Daarnaast zijn enkele redactionele wijzigingen in het wetsvoorstel en de memorie van toelichting aangebracht.
Ik moge U verzoeken het hierbij gevoegde gewijzigde voorstel van wet en de gewijzigde memorie van toelichting aan de Tweede Kamer der Staten-Generaal te zenden.
De Staatssecretaris van Financiën
Voetnoten
(1) Belastingontduiking ziet op het handelen in strijd met de belastingwet. Dit in tegenstelling tot belastingontwijking, waarbij van strijdigheid met de wet geen sprake is: het gaat bij belastingontwijking om oneigenlijk of niet bedoeld gebruik van de wet.
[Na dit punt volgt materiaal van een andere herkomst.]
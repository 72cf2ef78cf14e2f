//! Shared application state.
//!
//! [`SharedState`] is the key-value store the host application exposes to
//! request handlers. Plugins never write to it directly; the application
//! drains the states they publish through the plugin manager and inserts
//! them here, so every key in the store traces back to exactly one producer.

use std::any::Any;
use std::collections::HashMap;
use std::sync::Arc;

use parking_lot::RwLock;
use trellis_core::plugin::{PluginState, StateValue};

use crate::error::{RuntimeError, RuntimeResult};

/// A thread-safe, heterogeneous key-value store shared across the
/// application.
///
/// Cloning is cheap; all clones point at the same underlying map.
#[derive(Clone, Default)]
pub struct SharedState {
    inner: Arc<RwLock<HashMap<String, StateValue>>>,
}

impl SharedState {
    /// Creates an empty store.
    pub fn new() -> Self {
        Self::default()
    }

    /// Inserts a plugin-published state.
    ///
    /// Fails if the key is already present; keys are claimed exactly once.
    pub fn insert(&self, state: PluginState) -> RuntimeResult<()> {
        let mut map = self.inner.write();
        let key = state.key().to_string();
        if map.contains_key(&key) {
            return Err(RuntimeError::StateKeyExists(key));
        }
        map.insert(key, state.value().clone());
        Ok(())
    }

    /// Inserts a value under a key directly.
    pub fn insert_value<T: Any + Send + Sync>(
        &self,
        key: impl Into<String>,
        value: T,
    ) -> RuntimeResult<()> {
        let key = key.into();
        let mut map = self.inner.write();
        if map.contains_key(&key) {
            return Err(RuntimeError::StateKeyExists(key));
        }
        map.insert(key, Arc::new(value));
        Ok(())
    }

    /// Returns the value under `key` downcast to `T`, if present and of
    /// that type.
    pub fn get<T: Any + Send + Sync>(&self, key: &str) -> Option<Arc<T>> {
        let map = self.inner.read();
        let value = map.get(key)?.clone();
        value.downcast::<T>().ok()
    }

    /// Returns the raw type-erased value under `key`.
    pub fn raw(&self, key: &str) -> Option<StateValue> {
        self.inner.read().get(key).cloned()
    }

    /// Returns whether `key` is present.
    pub fn contains_key(&self, key: &str) -> bool {
        self.inner.read().contains_key(key)
    }

    /// Returns the number of stored entries.
    pub fn len(&self) -> usize {
        self.inner.read().len()
    }

    /// Returns whether the store is empty.
    pub fn is_empty(&self) -> bool {
        self.inner.read().is_empty()
    }
}

impl std::fmt::Debug for SharedState {
    fn fmt(&self, f: &mut std::fmt::Formatter<'_>) -> std::fmt::Result {
        let map = self.inner.read();
        f.debug_struct("SharedState")
            .field("keys", &map.keys().collect::<Vec<_>>())
            .finish()
    }
}

#[cfg(test)]
mod tests {
    use super::*;

    #[test]
    fn test_insert_and_get() {
        let state = SharedState::new();
        state.insert_value("answer", 42u32).unwrap();

        assert_eq!(state.get::<u32>("answer").as_deref(), Some(&42));
        assert!(state.get::<String>("answer").is_none());
        assert!(state.get::<u32>("missing").is_none());
    }

    #[test]
    fn test_duplicate_key_is_rejected() {
        let state = SharedState::new();
        state.insert_value("k", 1u8).unwrap();

        let err = state.insert_value("k", 2u8).unwrap_err();
        assert!(matches!(err, RuntimeError::StateKeyExists(key) if key == "k"));
        assert_eq!(state.get::<u8>("k").as_deref(), Some(&1));
    }

    #[test]
    fn test_clones_share_storage() {
        let state = SharedState::new();
        let clone = state.clone();
        state.insert_value("shared", "yes".to_string()).unwrap();

        assert!(clone.contains_key("shared"));
        assert_eq!(clone.len(), 1);
    }

    #[test]
    fn test_insert_plugin_state_preserves_value() {
        let state = SharedState::new();
        let value = Arc::new(vec![1u64, 2, 3]);
        state
            .insert(PluginState::from_value("numbers", value.clone()))
            .unwrap();

        let stored = state.get::<Vec<u64>>("numbers").unwrap();
        assert!(Arc::ptr_eq(&stored, &value));
    }
}
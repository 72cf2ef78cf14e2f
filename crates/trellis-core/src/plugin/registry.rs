//! Typed plugin registry.
//!
//! Resolution is a deterministic map lookup from [`PluginId`] to
//! [`PluginDescriptor`] — there is no dynamic module loading. Descriptors
//! are registered either programmatically via [`PluginRegistry::register`]
//! or at link time through the [`PLUGIN_DESCRIPTORS`] distributed slice,
//! which crates providing built-in plugins contribute to.

use std::collections::HashMap;

use linkme::distributed_slice;
use tracing::warn;

use crate::plugin::descriptor::PluginDescriptor;
use crate::plugin::id::PluginId;

/// Static registration table for built-in plugins.
///
/// Each crate that ships a plugin contributes one factory entry:
///
/// ```rust,ignore
/// #[distributed_slice(PLUGIN_DESCRIPTORS)]
/// static HTTP_CLIENT: fn() -> PluginDescriptor = http_client_descriptor;
/// ```
#[distributed_slice]
pub static PLUGIN_DESCRIPTORS: [fn() -> PluginDescriptor];

/// Deterministic mapping from plugin identifier to descriptor.
///
/// The registry is built by the host and handed to the
/// [`PluginManager`](crate::manager::PluginManager) constructor — resolution
/// never consults ambient global state beyond what was registered here.
#[derive(Default)]
pub struct PluginRegistry {
    descriptors: HashMap<PluginId, PluginDescriptor>,
}

impl PluginRegistry {
    /// Creates an empty registry.
    pub fn new() -> Self {
        Self::default()
    }

    /// Creates a registry pre-populated from the [`PLUGIN_DESCRIPTORS`]
    /// link-time table.
    pub fn with_registered() -> Self {
        let mut registry = Self::new();
        for make in PLUGIN_DESCRIPTORS {
            registry.register(make());
        }
        registry
    }

    /// Registers a descriptor. The last registration for an id wins.
    pub fn register(&mut self, descriptor: PluginDescriptor) -> &mut Self {
        let id = descriptor.id();
        if self.descriptors.insert(id, descriptor).is_some() {
            warn!(plugin = %id, "Duplicate plugin registration — last registration wins");
        }
        self
    }

    /// Resolves an identifier to its descriptor.
    pub fn resolve(&self, id: PluginId) -> Option<&PluginDescriptor> {
        self.descriptors.get(&id)
    }

    /// Returns `true` when a descriptor is registered for `id`.
    pub fn contains(&self, id: PluginId) -> bool {
        self.descriptors.contains_key(&id)
    }

    /// Returns the number of registered descriptors.
    pub fn len(&self) -> usize {
        self.descriptors.len()
    }

    /// Returns `true` when nothing is registered.
    pub fn is_empty(&self) -> bool {
        self.descriptors.is_empty()
    }

    /// Iterates over the registered identifiers in arbitrary order.
    pub fn ids(&self) -> impl Iterator<Item = PluginId> + '_ {
        self.descriptors.keys().copied()
    }
}

impl std::fmt::Debug for PluginRegistry {
    fn fmt(&self, f: &mut std::fmt::Formatter<'_>) -> std::fmt::Result {
        f.debug_struct("PluginRegistry")
            .field("ids", &self.descriptors.keys().collect::<Vec<_>>())
            .finish()
    }
}
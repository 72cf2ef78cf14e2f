//! Plugin identifiers.

use serde::{Deserialize, Serialize};

/// Identifier for an optional feature module known to the framework.
///
/// This is a closed set: every plugin that can appear in an activation list
/// is named here, and configuration files refer to plugins by the
/// snake_case form of these variants (e.g. `http_client`).
///
/// An identifier carries no behaviour on its own — it is resolved to a
/// [`PluginDescriptor`](super::PluginDescriptor) through a
/// [`PluginRegistry`](super::PluginRegistry) at load time.
#[derive(Debug, Clone, Copy, PartialEq, Eq, Hash, Serialize, Deserialize)]
#[serde(rename_all = "snake_case")]
pub enum PluginId {
    /// Shared outbound HTTP client.
    HttpClient,
    /// OpenTelemetry tracer/meter providers.
    OpenTelemetry,
    /// Object-document mapping layer.
    Odm,
    /// RabbitMQ connection and channel management.
    RabbitMq,
}

impl PluginId {
    /// All known plugin identifiers, in declaration order.
    pub const ALL: [PluginId; 4] = [
        PluginId::HttpClient,
        PluginId::OpenTelemetry,
        PluginId::Odm,
        PluginId::RabbitMq,
    ];

    /// Returns the stable snake_case name used in configuration and logs.
    pub fn as_str(&self) -> &'static str {
        match self {
            Self::HttpClient => "http_client",
            Self::OpenTelemetry => "opentelemetry",
            Self::Odm => "odm",
            Self::RabbitMq => "rabbitmq",
        }
    }
}

impl std::fmt::Display for PluginId {
    fn fmt(&self, f: &mut std::fmt::Formatter<'_>) -> std::fmt::Result {
        f.write_str(self.as_str())
    }
}

#[cfg(test)]
mod tests {
    use super::*;

    #[test]
    fn test_id_names_are_stable() {
        assert_eq!(PluginId::HttpClient.as_str(), "http_client");
        assert_eq!(PluginId::RabbitMq.to_string(), "rabbitmq");
    }

    #[test]
    fn test_id_serde_round_trip() {
        let json = serde_json::to_string(&PluginId::OpenTelemetry).unwrap();
        assert_eq!(json, "\"opentelemetry\"");
        let id: PluginId = serde_json::from_str("\"odm\"").unwrap();
        assert_eq!(id, PluginId::Odm);
    }
}
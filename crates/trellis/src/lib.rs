//! # Trellis
//!
//! A plugin-based application bootstrapping framework for Rust web services.
//!
//! ## Overview
//!
//! Trellis factors the repetitive part of standing up a service — loading
//! configuration, wiring logging, constructing shared clients, running
//! startup and shutdown hooks in the right order — into a small set of
//! optional plugins driven by one lifecycle manager.
//!
//! ## Architecture
//!
//! ```text
//! ┌─────────────┐  config   ┌──────────────┐  activation   ┌───────────────┐
//! │ ConfigLoader│──────────▶│ Application  │──────────────▶│ PluginManager │
//! └─────────────┘           │              │◀── states ────│  load/startup │
//!                           │ SharedState  │               │  /shutdown    │
//!                           │ axum Router  │               └───────────────┘
//!                           └──────────────┘
//! ```
//!
//! - **Plugins**: optional feature modules implementing the
//!   [`Plugin`](trellis_core::plugin::Plugin) lifecycle contract
//! - **PluginManager**: validates, loads, and drives plugins in a
//!   deterministic order
//! - **Application**: the host; drains plugin states into the shared state
//!   handed to request handlers and serves the router
//!
//! ## Quick Start
//!
//! ```rust,ignore
//! use trellis::prelude::*;
//!
//! #[tokio::main]
//! async fn main() -> RuntimeResult<()> {
//!     let mut app = Application::builder()
//!         .router(axum::Router::new())
//!         .build()?;
//!
//!     app.setup()?;
//!     app.run().await
//! }
//! ```
//!
//! ## Features
//!
//! - `toml-config` (default): TOML configuration files
//! - `yaml-config`: YAML configuration files
//! - `json-log`: JSON log output
//! - `http-client`: built-in outbound HTTP client plugin

pub use trellis_core as core;
pub use trellis_runtime as runtime;

/// Prelude module for convenient imports.
///
/// ```rust,ignore
/// use trellis::prelude::*;
/// ```
pub mod prelude {
    // Host application - main entry point
    pub use trellis_runtime::{Application, ApplicationBuilder, RuntimeError, RuntimeResult};

    // Configuration
    pub use trellis_runtime::{ConfigLoader, RootConfig};

    // Shared state handed to request handlers
    pub use trellis_runtime::SharedState;

    // Plugin contract - for writing custom plugins
    pub use trellis_core::plugin::{
        Plugin, PluginDescriptor, PluginId, PluginRegistry, PluginState,
    };
    pub use trellis_core::{AppContext, BoxError, PluginError, PluginManager, PluginResult};
}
(2) Voorwaardelijke opzet daaronder begrepen (het bewust aanvaarden van de aanmerkelijke kans dat een handelen of nalaten tot gevolg heeft dat de beboetbare gedraging wordt begaan).
(3) Memorie van toelichting, paragraaf 3 (Openbaar maken vergrijpboeten opgelegd aan deelnemers die beroeps- of bedrijfsmatig bijstand verleenden), tweede tekstblok.
(4) Zie vooral de voorgestelde artikelen II, onderdelen C en F, (toeslagen), XI, onderdelen M en O, (belastingen), en XIX, (overgangsrecht: alleen openbaar maken terzake van overtredingen na inwerkingtreding van de maatregel).
(5) Memorie van toelichting, paragraaf 3 (Openbaar maken vergrijpboeten opgelegd aan deelnemers die beroeps- of bedrijfsmatig bijstand verleenden), vierde tekstblok.
(6) Memorie van toelichting, paragraaf 3 (Openbaar maken vergrijpboeten opgelegd aan deelnemers die beroeps- of bedrijfsmatig bijstand verleenden), onder "Het voorstel op hoofdlijnen", eerste tekstblok, derde volzin.
(7) Memorie van toelichting, paragraaf 3 (Openbaar maken vergrijpboeten opgelegd aan deelnemers die beroeps- of bedrijfsmatig bijstand verleenden), onder "Het voorstel op hoofdlijnen", eerste tekstblok, laatste en voorlaatste volzin.
(8) Memorie van toelichting bij het Belastingplan 2020, paragraaf 2 (Samenstelling pakket Belastingplan 2020), op drie na laatste tekstblok. Het Belastingplan 2020 vormt, net als voorliggend wetsvoorstel, onderdeel van het fiscale pakket voor het jaar 2020.
(9) Artikel 67o, eerste lid, onderdeel c, van de Algemene wet inzake rijksbelastingen (AWR).
(10) Brief van 16 november 2017, nr. 2017-0000207262, inzake "Wob-besluit bestuurlijke boeten".
(11) Aanwijzingen 2.2 en 2.3 van de Aanwijzingen voor de regelgeving.
(12) Memorie van toelichting, paragraaf 24 (Evaluaties), eerste tekstblok.
(13) Memorie van toelichting, paragraaf 23 (Advies en consultatie), onder "De tweede internetconsultatie".
(14) Verordening (EU) 2016/679 van het Europees Parlement en de Raad van 27 april 2016 betreffende de bescherming van natuurlijke personen in verband met de verwerking van persoonsgegevens en betreffende het vrije verkeer van die gegevens en tot intrekking van Richtlijn 95/46/EG (Algemene Verordening Gegevensbescherming; AVG) (PbEU 2016, L 119).
(15) Artikel XI, onderdeel O, van het voorstel (artikel 67r, tweede en vierde lid, van de AWR).
(16) Memorie van toelichting, paragraaf 3 (Openbaar maken vergrijpboeten opgelegd aan deelnemers die beroeps- of bedrijfsmatig bijstand verleenden), laatste tekstblok.
(17) Zie paragraaf 2, zesde lid, van het Besluit Bestuurlijke Boeten Belastingdienst.